Frente PCB - destaques para Vcc sensor e R2542. O Sr. Foco não pode comparecerFrente PCB - destaques para Vcc sensor e R2542. O Sr. Foco não pode comparecer
Verso PCB - destaques para R2517, C2512 e C2521Verso PCB - destaques para R2517, C2512 e C2521

Para testar essa possibilidade eu desliguei a TV e retirei a placa depois descarreguei os capacitores para evitar danos ao multímetro. Colocando o multímetro na função ohmímetro e medindo os terminais dos capacitores esse deve apresentar resistência zero Ohm e ir aumentando, preferencialmente até indicar resistência infinita (acima da escala de medição). Porém eu obtive a leitura de aproximadamente 7,5O Ohms, isso significa que um ou ambos capacitores está com problemas, esse valor de resistência é muito baixo. Aliado ao resistor (R2517) de 47 Ohms (destaque marrom) entre Vcc da alimentação e o pino Vcc do sensor, forma-se um divisor resistivo entregando uma tensão mais baixa para o sensor. Calculando a tensão resultante desse divisor para Ventrada=3,3V, R1=47 e R2=7,5 temos Vsaída=0,45V, mais baixa um pouco que aquela que eu efetivamente verifiquei com o circuito ligado, talvez porque a resistência dos capacitores aumente um pouco quando eles estão energizados ou por erro de medida do meu multímetro. Curiosidade: o valor de R2 para que a saída seja de 0,72V teria que ser de aproximadamente 13 Ohms.

Reparando a placa

Se os culpados são os capacitores, qual deles? Ambos? Um palpite baseado na experiência diz que o capacitor de menor tensão (6,3V) tem mais chances de sofrer danos nesse circuito. Utilizando um ferro de solda eu retirei o capacitor C2512 (circulado em amarelo) e repeti a medida de resistência nele fora do circuito. Obtive aproximados 6 Ohms, de fato este capacitor estava danificado. Medi também o capacitor que ficou no circuito e obtive vários kilo-Ohms na leitura. Voltando a teoria do divisor de resistivo, com R1=47 e R2 agora valendo quase 1 Mega-Ohm, teríamos praticamente os 3,3V no pino Vcc do sensor.

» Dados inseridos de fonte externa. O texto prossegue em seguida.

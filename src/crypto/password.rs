//! Password hashing

use crate::error::{AppError, Result};
use argon2::{
    password_hash::{
        rand_core::OsRng, PasswordHash, PasswordHasher as _, PasswordVerifier, SaltString,
    },
    Argon2,
};

/// Hashes and verifies user passwords.
#[cfg_attr(test, mockall::automock)]
pub trait PasswordHasher: Send + Sync {
    fn hash(&self, plain: &str) -> Result<String>;
    /// Malformed digests verify as `false`.
    fn verify(&self, plain: &str, digest: &str) -> bool;
}

/// Argon2id with the crate's default parameters, PHC string output.
#[derive(Default, Clone)]
pub struct Argon2PasswordHasher {
    argon2: Argon2<'static>,
}

impl Argon2PasswordHasher {
    pub fn new() -> Self {
        Self::default()
    }
}

impl PasswordHasher for Argon2PasswordHasher {
    fn hash(&self, plain: &str) -> Result<String> {
        let salt = SaltString::generate(&mut OsRng);
        self.argon2
            .hash_password(plain.as_bytes(), &salt)
            .map(|hash| hash.to_string())
            .map_err(|e| AppError::Internal(anyhow::anyhow!("Failed to hash password: {}", e)))
    }

    fn verify(&self, plain: &str, digest: &str) -> bool {
        let Ok(parsed) = PasswordHash::new(digest) else {
            tracing::warn!("Stored password digest is not a valid PHC string");
            return false;
        };
        self.argon2
            .verify_password(plain.as_bytes(), &parsed)
            .is_ok()
    }
}
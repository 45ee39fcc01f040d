//! Redis-backed rate limiter
//!
//! Each key is a sorted set of request ids scored by arrival time in
//! milliseconds. A Lua script runs purge, insert, count and expiry refresh as
//! one atomic step, so concurrent requests sharing a key cannot over-admit.

use super::{local::LocalRateLimiter, retained_entries, RateDecision, RateLimiter};
use crate::clock::Clock;
use crate::config::RedisConfig;
use anyhow::{Context, Result};
use async_trait::async_trait;
use redis::{aio::ConnectionManager, Script};
use std::sync::Arc;
use std::time::Duration;

const KEY_PREFIX: &str = "portico:ratelimit:";

// KEYS[1] window key
// ARGV[1] cutoff (ms, inclusive), ARGV[2] now (ms), ARGV[3] member,
// ARGV[4] ttl (ms), ARGV[5] entries to keep
const SLIDING_WINDOW_SCRIPT: &str = r#"
redis.call('ZREMRANGEBYSCORE', KEYS[1], 0, ARGV[1])
redis.call('ZADD', KEYS[1], ARGV[2], ARGV[3])
redis.call('ZREMRANGEBYRANK', KEYS[1], 0, -(tonumber(ARGV[5]) + 1))
local count = redis.call('ZCARD', KEYS[1])
redis.call('PEXPIRE', KEYS[1], ARGV[4])
return count
"#;

/// Shared-store limiter.
///
/// When Redis cannot be reached the decision is taken by an in-process
/// [`LocalRateLimiter`] instead, so limiting degrades to per-instance rather
/// than failing open.
#[derive(Clone)]
pub struct RedisRateLimiter {
    conn: ConnectionManager,
    script: Arc<Script>,
    clock: Arc<dyn Clock>,
    fallback: LocalRateLimiter,
}

impl RedisRateLimiter {
    /// Connect to Redis
    pub async fn connect(config: &RedisConfig, clock: Arc<dyn Clock>) -> Result<Self> {
        let client = redis::Client::open(config.url.as_str())
            .context("Failed to create Redis client")?;
        let conn = ConnectionManager::new(client)
            .await
            .context("Failed to connect to Redis")?;

        Ok(Self::with_connection(conn, clock))
    }

    pub fn with_connection(conn: ConnectionManager, clock: Arc<dyn Clock>) -> Self {
        Self {
            conn,
            script: Arc::new(Script::new(SLIDING_WINDOW_SCRIPT)),
            fallback: LocalRateLimiter::new(clock.clone()),
            clock,
        }
    }

    async fn allow_shared(
        &self,
        key: &str,
        limit: u64,
        window: Duration,
    ) -> redis::RedisResult<RateDecision> {
        let now = self.clock.now().timestamp_millis();
        let window_ms = i64::try_from(window.as_millis()).unwrap_or(i64::MAX);
        let member = format!("{}:{}", now, uuid::Uuid::new_v4());
        let keep = retained_entries(limit);

        let mut conn = self.conn.clone();
        let count: u64 = self
            .script
            .key(redis_key(key))
            .arg(now.saturating_sub(window_ms))
            .arg(now)
            .arg(member)
            .arg(window_ms.saturating_add(1000))
            .arg(keep as u64)
            .invoke_async(&mut conn)
            .await?;

        Ok(RateDecision::new(count, limit))
    }
}

fn redis_key(key: &str) -> String {
    format!("{}{}", KEY_PREFIX, key)
}

#[async_trait]
impl RateLimiter for RedisRateLimiter {
    async fn allow(&self, key: &str, limit: u64, window: Duration) -> RateDecision {
        match self.allow_shared(key, limit, window).await {
            Ok(decision) => decision,
            Err(e) => {
                tracing::warn!(
                    key = %key,
                    error = %e,
                    "Redis unavailable for rate limiting, using in-memory fallback"
                );
                metrics::counter!("portico_rate_limit_fallback_total").increment(1);
                self.fallback.check(key, limit, window)
            }
        }
    }
}

#[cfg(test)]
mod tests {
    use super::*;
    use crate::clock::ManualClock;

    #[test]
    fn test_redis_key_is_prefixed() {
        assert_eq!(
            redis_key("127.0.0.1:/api/auth/login"),
            "portico:ratelimit:127.0.0.1:/api/auth/login"
        );
    }

    #[test]
    fn test_script_trims_before_counting() {
        let trim = SLIDING_WINDOW_SCRIPT
            .find("ZREMRANGEBYRANK")
            .unwrap();
        let count = SLIDING_WINDOW_SCRIPT.find("ZCARD").unwrap();
        let purge = SLIDING_WINDOW_SCRIPT.find("ZREMRANGEBYSCORE").unwrap();
        let insert = SLIDING_WINDOW_SCRIPT.find("ZADD").unwrap();
        assert!(purge < insert && insert < trim && trim < count);
    }

    #[tokio::test]
    async fn test_connect_rejects_malformed_url() {
        let config = RedisConfig {
            url: "not-a-redis-url".to_string(),
        };
        let result =
            RedisRateLimiter::connect(&config, Arc::new(crate::clock::SystemClock)).await;
        assert!(result.is_err());
    }

    const WINDOW: Duration = Duration::from_secs(60);

    async fn live_limiter() -> (RedisRateLimiter, ManualClock) {
        let url = std::env::var("REDIS_URL")
            .unwrap_or_else(|_| "redis://127.0.0.1:6379".to_string());
        let clock = ManualClock::at_timestamp(chrono::Utc::now().timestamp());
        let limiter = RedisRateLimiter::connect(&RedisConfig { url }, Arc::new(clock.clone()))
            .await
            .expect("Redis reachable at REDIS_URL");
        (limiter, clock)
    }

    fn fresh_key() -> String {
        format!("test:{}", uuid::Uuid::new_v4())
    }

    #[tokio::test]
    #[ignore = "Requires Redis"]
    async fn test_script_admits_limit_then_rejects() {
        let (limiter, _) = live_limiter().await;
        let key = fresh_key();

        for i in 1..=3 {
            let decision = limiter.allow_shared(&key, 3, WINDOW).await.unwrap();
            assert!(decision.permitted, "request {i} should pass");
            assert_eq!(decision.count, i);
        }
        let decision = limiter.allow_shared(&key, 3, WINDOW).await.unwrap();
        assert!(!decision.permitted);
        assert_eq!(decision.remaining(), 0);
    }

    #[tokio::test]
    #[ignore = "Requires Redis"]
    async fn test_script_window_slides() {
        let (limiter, clock) = live_limiter().await;
        let key = fresh_key();

        assert!(limiter.allow_shared(&key, 1, WINDOW).await.unwrap().permitted);
        clock.advance(chrono::Duration::seconds(30));
        assert!(!limiter.allow_shared(&key, 1, WINDOW).await.unwrap().permitted);

        // The admitted stamp expired; the rejected one still counts.
        clock.advance(chrono::Duration::seconds(31));
        assert!(!limiter.allow_shared(&key, 1, WINDOW).await.unwrap().permitted);

        clock.advance(chrono::Duration::seconds(61));
        assert!(limiter.allow_shared(&key, 1, WINDOW).await.unwrap().permitted);
    }

    #[tokio::test]
    #[ignore = "Requires Redis"]
    async fn test_script_keeps_limit_plus_one_entries() {
        let (limiter, _) = live_limiter().await;
        let key = fresh_key();

        let mut last = None;
        for _ in 0..20 {
            last = Some(limiter.allow_shared(&key, 3, WINDOW).await.unwrap());
        }
        assert_eq!(last.map(|d| d.count), Some(4));
    }

    #[tokio::test]
    #[ignore = "Requires Redis"]
    async fn test_script_keys_are_independent() {
        let (limiter, _) = live_limiter().await;
        let (a, b) = (fresh_key(), fresh_key());

        assert!(limiter.allow_shared(&a, 1, WINDOW).await.unwrap().permitted);
        assert!(!limiter.allow_shared(&a, 1, WINDOW).await.unwrap().permitted);
        assert!(limiter.allow_shared(&b, 1, WINDOW).await.unwrap().permitted);
    }
}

Testei a placa sem o capacitor de volta na TV. O circuito apresentou 3.3V no pino Vcc do sensor, apontei o controle remoto e este funcionou perfeitamente; a TV estava de volta à ativa.

Montei a TV sem o capacitor, como sua função é apenas de desacoplamento, sua falta não irá interferir (muito) no funcionamento do sensor IR. Não queria ficar sem TV por mais tempo e já estava de saco cheio de ter meu sofá tomado pela grande tela de 50” que inviabilizava qualquer um de sentar ali. E nem vamos falar no que poderia acontecer se alguém acidentalmente derrubasse o potinho de parafusos que estava ao lado, no braço do sofá. Quando eu precisar comprar uns componentes eu aproveito e coloco esse capacitor na lista.

Conclusão

Apesar do controle remoto não ser imprescindível ao funcionamento da TV, muitas configurações ficam impossíveis. O problema mostrou-se muito mais simples do que o prognóstico dado pelas assistências técnicas. Como em quase todos os problemas da vida, a fase de preparação e pesquisa tomou mais tempo que a execução; eu gastei algumas horas vasculhando a Internet por manuais e informações dessa TV, mais algumas horas discutindo o circuito com amigos e pouco mais de 2 minutos para retirar a peça problemática e testar o circuito. E como toda experiência na vida, valeu a pena cada informação absorvida no processo. Para mim o mais importante nesse tipo de situação é escapar da armadilha da obsolescência programada que nos impele a comprar produtos novos e jogar fora produtos que poderiam ter vida útil estendida.